In Point One, defendant poses "a direct challenge to the validity of N.J.S.A. 2C:16-1(e)," arguing that its anti-merger provision resulted in "double punishment for the same offense[,]" thereby violating the Double Jeopardy provisions of the United States and the State Constitutions. Relying extensively on State v. Dillihay, 127 N.J. 42 (1992), defendant argues that subsection (e) permits double punishment for a single criminal act, in this case, the assault upon Morshed, without the requirement that the State prove any other conduct proscribed by the Criminal Code.

The State counters by arguing that if the Legislature "specifically authorizes" double punishment for the same conduct pursuant to two statutes, the Double Jeopardy clauses are not implicated. In the case of bias intimidation, the State contends the Legislature did just that.

To be guilty of bias intimidation, a person must commit "an offense specified in chapters 11 through 18 of Title 2C of the New Jersey Statutes . . . ," "with a purpose to intimidate[,]" or "knowing . . . [such] conduct . . . would cause an individual . . . to be intimidated because of [his] race, color, religion, gender, disability, sexual orientation, gender identity or expression, national origin, or ethnicity . . . ." N.J.S.A. 2C:16-1(a)(1) and (2). Based upon a specific interrogatory, the jury found that defendant committed an aggravated assault upon Morshed "with the purpose to intimidate him" "[b]ecause of his color or ethnicity." Defendant's challenge is specifically to N.J.S.A. 2C:16-1(e) which provides:

Notwithstanding the provisions of N.J.S.[A.] 2C:1-8 or any other provision of law, a conviction for bias intimidation shall not merge with a conviction of any of the underlying offenses referred to in subsection a. of this section, nor shall any conviction for such underlying offense merge with a conviction for bias intimidation. The court shall impose separate sentences upon a conviction for bias intimidation and a conviction of any underlying offense.

[Ibid. (emphasis added).]

Our Supreme Court "ha[s] consistently interpreted New Jersey's constitutional double-jeopardy protection . . . as co-extensive with the guarantee of the federal constitution." Dillihay, supra, 127 N.J. at 47 (citations omitted).

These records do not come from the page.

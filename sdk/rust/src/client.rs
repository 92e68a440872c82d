use reqwest::Client;
use serde::de::DeserializeOwned;
use serde::{Deserialize, Serialize};

#[derive(Debug, Serialize, Deserialize)]
pub struct VerifyItemRequest {
    pub item_id: String,
    pub payment_intent_id: String,
    #[serde(skip_serializing_if = "Option::is_none")]
    pub max_attempts: Option<u32>,
}

#[derive(Debug, Serialize, Deserialize)]
pub struct VerifyPurchaseRequest {
    pub product_id: String,
    pub payment_intent_id: String,
    pub buyer_id: String,
    #[serde(skip_serializing_if = "Option::is_none")]
    pub max_attempts: Option<u32>,
}

#[derive(Debug, Clone, Copy, PartialEq, Eq, Serialize, Deserialize)]
#[serde(rename_all = "snake_case")]
pub enum VerificationStatus {
    Confirmed,
    Pending,
    Cancelled,
}

#[derive(Debug, Clone, PartialEq, Eq, Serialize, Deserialize)]
pub struct VerificationResponse {
    pub status: VerificationStatus,
    pub attempts: u32,
    pub message: String,
}

impl VerificationResponse {
    pub fn is_confirmed(&self) -> bool {
        self.status == VerificationStatus::Confirmed
    }
}

#[derive(Debug, Clone, Serialize, Deserialize)]
pub struct HealthResponse {
    pub status: String,
    pub version: String,
}

pub struct VerifierClient {
    client: Client,
    base_url: String,
}

impl VerifierClient {
    pub fn new(base_url: &str) -> Self {
        Self {
            client: Client::new(),
            base_url: base_url.trim_end_matches('/').to_string(),
        }
    }

    /// Wait for an item to be marked sold to `payment_intent_id`.
    pub async fn verify_item(&self, req: &VerifyItemRequest) -> Result<VerificationResponse, Box<dyn std::error::Error>> {
        let resp = self
            .client
            .post(format!("{}/api/v1/verify/item", self.base_url))
            .json(req)
            .send()
            .await?;
        decode(resp, true).await
    }

    /// Wait for a purchase record matching all three identifiers.
    pub async fn verify_purchase(
        &self,
        req: &VerifyPurchaseRequest,
    ) -> Result<VerificationResponse, Box<dyn std::error::Error>> {
        let resp = self
            .client
            .post(format!("{}/api/v1/verify/purchase", self.base_url))
            .json(req)
            .send()
            .await?;
        decode(resp, true).await
    }

    /// Single check of an item, no polling.
    pub async fn item_status(
        &self,
        item_id: &str,
        payment_intent_id: &str,
    ) -> Result<VerificationResponse, Box<dyn std::error::Error>> {
        let resp = self
            .client
            .get(format!("{}/api/v1/status/item/{}", self.base_url, item_id))
            .query(&[("payment_intent_id", payment_intent_id)])
            .send()
            .await?;
        decode(resp, false).await
    }

    /// Single check for a purchase record, no polling.
    pub async fn purchase_status(
        &self,
        product_id: &str,
        payment_intent_id: &str,
        buyer_id: &str,
    ) -> Result<VerificationResponse, Box<dyn std::error::Error>> {
        let resp = self
            .client
            .get(format!("{}/api/v1/status/purchase", self.base_url))
            .query(&[
                ("product_id", product_id),
                ("payment_intent_id", payment_intent_id),
                ("buyer_id", buyer_id),
            ])
            .send()
            .await?;
        decode(resp, false).await
    }

    pub async fn health(&self) -> Result<HealthResponse, Box<dyn std::error::Error>> {
        let resp = self.client.get(format!("{}/health", self.base_url)).send().await?;
        decode(resp, false).await
    }
}

/// Decode a JSON body. A cancelled verification answers 503 with a regular
/// verification body, so `allow_unavailable` accepts that status too.
async fn decode<T: DeserializeOwned>(
    resp: reqwest::Response,
    allow_unavailable: bool,
) -> Result<T, Box<dyn std::error::Error>> {
    let status = resp.status();
    let text = resp.text().await?;

    let accepted = status.is_success() || (allow_unavailable && status == reqwest::StatusCode::SERVICE_UNAVAILABLE);
    if !accepted {
        return Err(format!("Verifier returned error status {}: {}", status, text).into());
    }

    Ok(serde_json::from_str::<T>(&text)?)
}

Federal double-jeopardy principles require a two-step analysis to determine whether multiple punishment violates double jeopardy. The first step requires the court to consider whether the legislature intended to impose multiple punishments. The federal double-jeopardy guarantee serves principally as a restraint on courts and prosecutors. Therefore, [w]here a legislature specifically authorizes cumulative punishment under two statutes, a court's task of statutory construction is at an end and the trial court or jury may impose cumulative punishment.

[Id. at 47-48 (quotations and citations omitted) (emphasis added).]

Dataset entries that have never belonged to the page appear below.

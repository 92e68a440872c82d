//! TLS certificates for the listener.
//!
//! Certificates are loaded once at startup. A reloaded configuration re-reads
//! the PEM files into the same `RustlsConfig`, so rotated certificates apply
//! to new connections without a restart.

use std::io;
use std::path::Path;

use axum_server::tls_rustls::RustlsConfig;

use crate::config::schema::TlsConfig;

/// Load the listener certificate and key.
pub async fn load_tls(config: &TlsConfig) -> io::Result<RustlsConfig> {
    require_files(config)?;
    let rustls = RustlsConfig::from_pem_file(&config.cert_path, &config.key_path).await?;
    tracing::info!(cert = %config.cert_path, "TLS certificate loaded");
    Ok(rustls)
}

/// Re-read the PEM files into a live `RustlsConfig`. On error the previous
/// certificate stays in use.
pub async fn reload_tls(rustls: &RustlsConfig, config: &TlsConfig) -> io::Result<()> {
    require_files(config)?;
    rustls
        .reload_from_pem_file(&config.cert_path, &config.key_path)
        .await?;
    tracing::info!(cert = %config.cert_path, "TLS certificate reloaded");
    Ok(())
}

/// Report every missing PEM file in one error.
fn require_files(config: &TlsConfig) -> io::Result<()> {
    let missing: Vec<String> = [("certificate", &config.cert_path), ("private key", &config.key_path)]
        .into_iter()
        .filter(|(_, path)| !Path::new(path.as_str()).exists())
        .map(|(what, path)| format!("{} '{}'", what, path))
        .collect();

    if missing.is_empty() {
        Ok(())
    } else {
        Err(io::Error::new(
            io::ErrorKind::NotFound,
            format!("TLS files not found: {}", missing.join(", ")),
        ))
    }
}

#[cfg(test)]
mod tests {
    use super::*;

    #[tokio::test]
    async fn test_missing_files_are_all_reported() {
        let config = TlsConfig {
            cert_path: "missing-cert.pem".to_string(),
            key_path: "missing-key.pem".to_string(),
        };
        let err = load_tls(&config).await.unwrap_err();
        assert_eq!(err.kind(), io::ErrorKind::NotFound);
        let message = err.to_string();
        assert!(message.contains("certificate 'missing-cert.pem'"));
        assert!(message.contains("private key 'missing-key.pem'"));
    }

    #[test]
    fn test_only_missing_key_is_reported() {
        let cert = std::env::temp_dir().join("purchase-verifier-tls-test-cert.pem");
        std::fs::write(&cert, "placeholder").unwrap();
        let config = TlsConfig {
            cert_path: cert.to_string_lossy().into_owned(),
            key_path: "missing-key.pem".to_string(),
        };

        let message = require_files(&config).unwrap_err().to_string();
        assert!(!message.contains("certificate"));
        assert!(message.contains("private key 'missing-key.pem'"));

        let _ = std::fs::remove_file(cert);
    }
}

"Because the wording used by the Legislature provides the most direct path toward understanding legislative intent, we examine the plain language of the statute and ascribe to the words their ordinary meaning." State v. Smith, 197 N.J. 325, 332 (2009).

Recently, in State v. Quezada, 402 N.J. Super. 277, 287 (App. Div. 2008), we construed the anti-merger provision of N.J.S.A. 2C:30-7(b) which contains nearly-identical language to that contained in N.J.S.A. 2C:16-1(e). Concluding that "[n]othing could be clearer with respect to the legislative intent[,]" we rejected the defendant's argument that his conviction for official misconduct should merge with his conviction for committing a pattern of official misconduct. Id. at 289.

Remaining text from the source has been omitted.